The FOMC then said in December that it expected to keep the rate in the same range as long as the unemployment rate stayed above 6.5% and inflation remained under control.
I'm not in the business of predicting interest rates, but that suggests to me that rates aren't likely to climb significantly anytime soon, absent a major surge in the economy.
Given that outlook, I understand you might be tempted to invest your emergency stash in something that has a shot at more lucrative returns.
After all, stocks gained 16% last year and bonds returned just over 4%.
Related: How much will you need to retire?
But while it's easy to see with the benefit of hindsight that you would have done much better owning stocks or bonds, it's quite another thing to know how you would fare in the future.
Stocks can go from sizzle to fizzle quickly, witness their near 60% loss from a market peak in late 2007 to the trough in early 2009. And while bonds aren't quite that volatile, they're not immune to setbacks, especially when interest rates rise.

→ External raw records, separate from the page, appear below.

impl TransportManager {
    pub fn new(
        connector: Arc<dyn Connector>,
        secrets: Arc<dyn SecretStore>,
        mux: Arc<ChannelMultiplexer>,
        settings: CoreSettings,
    ) -> Self {
        Self {
            slots: DashMap::new(),
            connector,
            secrets,
            mux,
            settings,
        }
    }

    fn slot(&self, connection_id: &str) -> Arc<TransportSlot> {
        self.slots
            .entry(connection_id.to_string())
            .or_insert_with(|| Arc::new(TransportSlot::new()))
            .clone()
    }

    /// Connect `profile`, or join the attempt already in flight for its id.
    pub async fn connect(self: &Arc<Self>, profile: &ConnectionProfile) -> Result<(), CoreError> {
        let slot = self.slot(&profile.id);
        if slot.inner.lock().state == TransportState::Connected {
            return Ok(());
        }

        let observed = slot.finished_attempts.load(Ordering::SeqCst);
        let _guard = slot.connect_lock.lock().await;

        {
            let inner = slot.inner.lock();
            if inner.state == TransportState::Connected {
                return Ok(());
            }
            // An attempt finished while we were queued: share its outcome
            if let Some((seq, outcome)) = &inner.last_outcome {
                if *seq > observed {
                    return outcome.clone();
                }
            }
        }

        {
            let mut inner = slot.inner.lock();
            inner.state = TransportState::Connecting;
            inner.last_error = None;
        }
        info!(
            "Connecting transport {} -> {}@{}:{}",
            profile.id, profile.user, profile.host, profile.port
        );

        let result = self.establish(profile, None).await;

        let seq = slot.finished_attempts.load(Ordering::SeqCst) + 1;
        let outcome = match result {
            Ok(link) => {
                let cycle = Cycle {
                    seq,
                    link: link.clone(),
                    cancel: CancellationToken::new(),
                    health: Arc::new(LinkHealth::new(self.settings.failure_threshold)),
                };
                self.spawn_watcher(&profile.id, &cycle);

                let mut inner = slot.inner.lock();
                inner.state = TransportState::Connected;
                inner.cycle = Some(cycle);
                info!("Transport {} connected", profile.id);
                Ok(())
            }
            Err(e) => {
                warn!("Transport {} failed to connect: {}", profile.id, e);
                let mut inner = slot.inner.lock();
                inner.state = TransportState::Error;
                inner.last_error = Some(e.clone());
                Err(e)
            }
        };

        slot.inner.lock().last_outcome = Some((seq, outcome.clone()));
        slot.finished_attempts.store(seq, Ordering::SeqCst);
        outcome
    }

    /// Handshake on a throwaway link that is always closed afterwards.
    ///
    /// Never touches the live transport for `profile.id`.
    pub async fn test(
        &self,
        profile: &ConnectionProfile,
        secret_override: Option<String>,
    ) -> Result<(), CoreError> {
        info!("Testing connection to {}@{}:{}", profile.user, profile.host, profile.port);
        let link = self.establish(profile, secret_override).await?;
        link.disconnect().await;
        debug!("Test link to {} closed", profile.host);
        Ok(())
    }

    async fn establish(
        &self,
        profile: &ConnectionProfile,
        secret_override: Option<String>,
    ) -> Result<Arc<dyn Link>, CoreError> {
        let secret = match secret_override {
            Some(secret) => Some(secret),
            None if profile.id.is_empty() => None,
            None => self.secrets.get(&profile.id)?,
        };
        let config = self.ssh_config(profile, secret)?;
        let timeout = Duration::from_secs(self.settings.connect_timeout_secs);
        let link_id = if profile.id.is_empty() {
            format!("test-{}", uuid::Uuid::new_v4())
        } else {
            profile.id.clone()
        };

        // Timing out while connecting is a connectivity failure
        match tokio::time::timeout(timeout, self.connector.connect(&link_id, config)).await {
            Ok(Ok(link)) => Ok(link),
            Ok(Err(e)) => Err(match CoreError::from(e) {
                CoreError::Timeout(msg) => CoreError::Connectivity(msg),
                other => other,
            }),
            Err(_) => Err(CoreError::Connectivity(format!(
                "connection to {}:{} timed out",
                profile.host, profile.port
            ))),
        }
    }

    fn ssh_config(
        &self,
        profile: &ConnectionProfile,
        secret: Option<String>,
    ) -> Result<SshConfig, CoreError> {
        let auth = match profile.auth_method {
            AuthKind::Password => AuthMethod::password(secret.ok_or_else(|| {
                CoreError::Authentication(format!("no password stored for {}", profile.name))
            })?),
            AuthKind::Key => {
                let key_path = profile.key_path.clone().ok_or_else(|| {
                    CoreError::Authentication(format!("no key path set for {}", profile.name))
                })?;
                AuthMethod::key(key_path, secret)
            }
        };

        Ok(SshConfig {
            host: profile.host.clone(),
            port: profile.port,
            username: profile.user.clone(),
            auth,
            timeout_secs: self.settings.connect_timeout_secs,
            strict_host_key_checking: self.settings.strict_host_key_checking,
            known_hosts_path: self.settings.known_hosts_path.clone(),
        })
    }

    /// Watch the link of one cycle and demote the transport to `error` when it dies.
    fn spawn_watcher(self: &Arc<Self>, connection_id: &str, cycle: &Cycle) {
        let manager = Arc::downgrade(self);
        let connection_id = connection_id.to_string();
        let link = cycle.link.clone();
        let cancel = cycle.cancel.clone();
        let health = cycle.health.clone();
        let seq = cycle.seq;
        // Subscribe before spawning so a disconnect right after connect is not missed
        let mut disconnect_rx = link.subscribe_disconnect();

        tokio::spawn(async move {
            let reason = if !link.is_connected() {
                "connection lost"
            } else {
                tokio::select! {
                    _ = cancel.cancelled() => return,
                    _ = disconnect_rx.recv() => "connection lost",
                    _ = health.tripped() => "too many consecutive failures",
                }
            };
            drop(link);

            if let Some(manager) = manager.upgrade() {
                error!("Transport {} failed: {}", connection_id, reason);
                manager
                    .teardown(
                        &connection_id,
                        Some(seq),
                        TransportState::Error,
                        Some(CoreError::Connectivity(reason.to_string())),
                    )
                    .await;
            }
        });
    }

    /// Close the transport for `connection_id`. Idempotent.
    ///
    /// Waits behind an in-flight connect for the same id.
    pub async fn disconnect(&self, connection_id: &str) {
        let Some(slot) = self.slots.get(connection_id).map(|s| s.clone()) else {
            return;
        };
        let _guard = slot.connect_lock.lock().await;
        self.teardown(connection_id, None, TransportState::Disconnected, None)
            .await;
    }

    /// Leave `connected`: cancel the cycle, close its channels, drop the link.
    ///
    /// With `only_seq` set, only that cycle is torn down (a stale watcher must
    /// not kill a newer connection).
    async fn teardown(
        &self,
        connection_id: &str,
        only_seq: Option<u64>,
        state: TransportState,
        err: Option<CoreError>,
    ) {
        let Some(slot) = self.slots.get(connection_id).map(|s| s.clone()) else {
            return;
        };

        let cycle = {
            let mut inner = slot.inner.lock();
            if let Some(seq) = only_seq {
                if inner.cycle.as_ref().map(|c| c.seq) != Some(seq) {
                    return;
                }
            }
            let cycle = inner.cycle.take();
            if cycle.is_none() && state == TransportState::Disconnected && inner.state == state {
                return;
            }
            inner.state = state;
            inner.last_error = err;
            cycle
        };

        if let Some(cycle) = cycle {
            cycle.cancel.cancel();
            self.mux.close_connection(connection_id);
            cycle.link.disconnect().await;
            info!("Transport {} is now {:?}", connection_id, state);
        }
    }

    /// Non-owning reference to the live transport, for opening channels.
    pub fn acquire(&self, connection_id: &str) -> Result<TransportRef, CoreError> {
        let not_connected =
            || CoreError::Channel(format!("connection {} is not connected", connection_id));

        let slot = self
            .slots
            .get(connection_id)
            .map(|s| s.clone())
            .ok_or_else(not_connected)?;
        let inner = slot.inner.lock();
        match (&inner.state, &inner.cycle) {
            (TransportState::Connected, Some(cycle)) => Ok(TransportRef::new(
                connection_id.to_string(),
                Arc::downgrade(&cycle.link),
                cycle.cancel.clone(),
                cycle.health.clone(),
            )),
            _ => Err(not_connected()),
        }
    }

    pub fn status(&self, connection_id: &str) -> TransportStatus {
        let (state, last_error) = match self.slots.get(connection_id) {
            Some(slot) => {
                let inner = slot.inner.lock();
                (inner.state, inner.last_error.as_ref().map(|e| e.to_string()))
            }
            None => (TransportState::Disconnected, None),
        };
        TransportStatus {
            connection_id: connection_id.to_string(),
            state,
            last_error,
        }
    }

    /// Number of live transports
    pub fn connected_count(&self) -> usize {
        self.slots
            .iter()
            .filter(|s| s.inner.lock().state == TransportState::Connected)
            .count()
    }

    /// Disconnect and drop all record of `connection_id` (profile removed).
    pub async fn forget(&self, connection_id: &str) {
        self.disconnect(connection_id).await;
        self.slots.remove(connection_id);
    }

    /// Disconnect every transport
    pub async fn shutdown(&self) {
        let ids: Vec<String> = self.slots.iter().map(|e| e.key().clone()).collect();
        info!("Shutting down {} transports", ids.len());
        for id in ids {
            self.disconnect(&id).await;
        }
    }
}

My view is that if you really want to be sure that every cent of your emergency fund, both principal and any earnings, will be there whenever you need it, the prudent choice is an FDIC-insured account, whether it's a savings account, bank money-market account or short-term CD.
Yes, payouts are pathetically low. But security is your primary goal when it comes to emergency savings. So while you can shop around for the best deals at sites like Mint and Bankrate, you should still limit yourself to FDIC-insured accounts. Or, if you belong to a credit union, accounts covered by the National Credit Union Share Insurance Fund.
If you're willing to accept some risk of loss with your emergency stash, I suppose you could move a bit of your money into short-term bond funds. And theoretically at least, that risk should be relatively small.
If short-term rates rise by one percentage point, for example, a short-term bond fund with a duration of two and a half years would drop 2.5% or so, which might result in a loss of, say 1.5%, after allowing for the fund's yield for the year.
But the losses could be deeper should rates, tame now, spike at some point down the road. Besides, whenever you stretch for return, there's always the potential for nasty surprises, as investors in recent years found after buying auction-rate preferred securities, bank loan funds and certain short-term bond funds that had loaded up on risky mortgage-backed securities.
Bottom line: When parched for yield, investors will turn to virtually anything that promises to quench their thirst, even venturing into dividend stocks, annuities and foreign CDs.
Make no mistake, though. Once you leave the realm of FDIC-insured accounts, you are taking on more risk. That may be fine when you're shooting for higher returns with money you're investing longer term. But if you want to be certain your money will be there in the event of an emergency, stick to what's truly secure -- and accept the low payout as the price for peace of mind.